The widow goes to the cottage wearing another disguise devised by her magic mirror, this time pretending to be Pinocchio's mother. The widow hypnotises Cindy with a magic apple to fall asleep, and in the commotion the widow accidentally falls into a well. Pinocchio, now alone, searches for help and stumbles upon the Castle. When he enters, one of his shoes is caught on a nail and starts to unravel. Eventually Grandmother is found, and everyone groups up and follows the trail out.

When they arrive back at the cottage, Cindy is woken up by a kiss from Phillippe. Grandmother explains to Cindy about the will, and that the answer is in his Magic Riddle, a poem which ends with: "Only Pinocchio knows". It turns out that the will is inside Pinocchio's nose. Grandmother reads the will, confirming that all of Grandfather's possessions go to Cindy. Cindy and Phillippe's wedding is held at what used to be the widow's house.
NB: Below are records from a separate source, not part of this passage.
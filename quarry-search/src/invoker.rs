use quarry_config::{ConfigError, CredentialError};
use serde_json::Value;
use thiserror::Error;

use crate::provider::SearchProvider;
use crate::types::{SearchOptions, SearchResult};

/// Field of the provider response that carries the hits.
pub const RESULTS_FIELD: &str = "results";

/// Everything a search can fail with.
///
/// Provider failures are kept in the provider's own error type; `Display` and
/// `source()` pass straight through to it.
#[derive(Debug, Error)]
pub enum SearchError<E>
where
    E: std::error::Error + 'static,
{
    #[error(transparent)]
    Provider(E),

    #[error("search response has no `{0}` field")]
    MissingField(&'static str),

    #[error("search results are malformed: {0}")]
    Decode(#[source] serde_json::Error),

    #[error(transparent)]
    Credential(#[from] CredentialError),

    #[error(transparent)]
    Settings(#[from] ConfigError),
}

/// Runs one search against a provider and returns its result list.
#[derive(Debug)]
pub struct SearchInvoker<P> {
    provider: P,
    options: SearchOptions,
}

impl<P: SearchProvider> SearchInvoker<P> {
    pub fn new(provider: P) -> Self {
        Self {
            provider,
            options: SearchOptions::default(),
        }
    }

    /// Replace the provider options. Raw content is always requested.
    pub fn with_options(mut self, options: SearchOptions) -> Self {
        self.options = SearchOptions {
            include_raw_content: true,
            ..options
        };
        self
    }

    pub fn options(&self) -> &SearchOptions {
        &self.options
    }

    /// The phrase goes to the provider unchanged, empty or not.
    pub async fn invoke(&self, phrase: &str) -> Result<Vec<SearchResult>, SearchError<P::Error>> {
        let response = self
            .provider
            .search(phrase, &self.options)
            .await
            .map_err(SearchError::Provider)?;

        let results = extract_results(response)?;
        tracing::debug!(
            target: "search.invoker",
            result_count = results.len(),
            "search.invoke.done"
        );
        Ok(results)
    }
}

/// Take the [`RESULTS_FIELD`] list out of a provider response.
///
/// ```
/// use quarry_search::invoker::{extract_results, SearchError};
/// use serde_json::json;
///
/// let hits = extract_results::<std::io::Error>(json!({
///     "results": [{"content": "a", "url": "http://x"}]
/// }))
/// .unwrap();
/// assert_eq!(hits[0].url, "http://x");
///
/// let missing = extract_results::<std::io::Error>(json!({"answer": null}));
/// assert!(matches!(missing, Err(SearchError::MissingField("results"))));
/// ```
pub fn extract_results<E>(mut response: Value) -> Result<Vec<SearchResult>, SearchError<E>>
where
    E: std::error::Error + 'static,
{
    let results = response
        .get_mut(RESULTS_FIELD)
        .map(Value::take)
        .ok_or(SearchError::MissingField(RESULTS_FIELD))?;
    serde_json::from_value(results).map_err(SearchError::Decode)
}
After the celebrations, the dwarfs and Pinocchio turn back into wood, their task completed, but when Ertha kisses Pinocchio, he comes back to life to be with her.

==Voice cast==
- Robyn Moore as Cindy, Ertha, Bertha, Grandmother, The Widow, Additional Voices
- Keith Scott as Philippe, Pinocchio, The Seven Dwarfs, The Widow's Wolf Impression, Additional Voices
- Ross Higgins as Philippe's singing voice

==Music==
1. "When I Was Just a Little Girl"
2. "Cindy Do It Now"
3. "Mean Mean Mean" - The Widow
4. "I Will Find the Will" - The Widow
5. "My Darling Daughters" - The Widow
6. "Sisters Sisters"
7. "Oh Silver Bright Reflection" - The Widow
8. "Now How Did It Go"
9. "Grandma Dear Grandma"
10. "Try Not to Cry So"
11. "Pig Song"
12. "I'm Alive"
13. "Girl in the Snow White Dress"
14. "Cinderella's Wedding Day"
15. "Ordinary Miracles" (plays over end credits) - Julie Anthony

An official soundtrack was released in July 1992 by Alhambra Records, but it features a different song order than the film proper.
1. "Ordinary Miracles" - Julie Anthony
2. "When I Was Just a Little Girl"
3. "I Will Find the Will" - The Widow
4. "Mean Mean Mean" - The Widow
5. "My Darling Daughters" - The Widow
6. "Sisters Sisters"
7. "Cindy Do It Now"
8. "Try Not to Cry So"
9. "Pig Song"
10. "Oh Silver Bright Reflection" - The Widow
11. "Grandma Dear Grandma"
12. "Now How Did It Go"
13. "Girl in the Snow White Dress"
14. "I'm Alive"
15. "Cinderella's Wedding Day"
16. "Instrumental Score Excerpts"

==Release==
The Magic Riddle was released in Australia on September 19, 1991. The film was also given a theatrical release in the Philippines, with an advanced screening held at the Shangri-La Plaza's The Cinema on January 2, 1994.

===Box office===
The Magic Riddle grossed $1,510,536 at the box office in Australia.

===Reception===
The film received largely negative reviews from critics, who criticized the screenplay, animation, music and story. It has also been accused of being a blatant rip-off of several Disney films. Despite its critical failure, the film has gained a cult following over the years.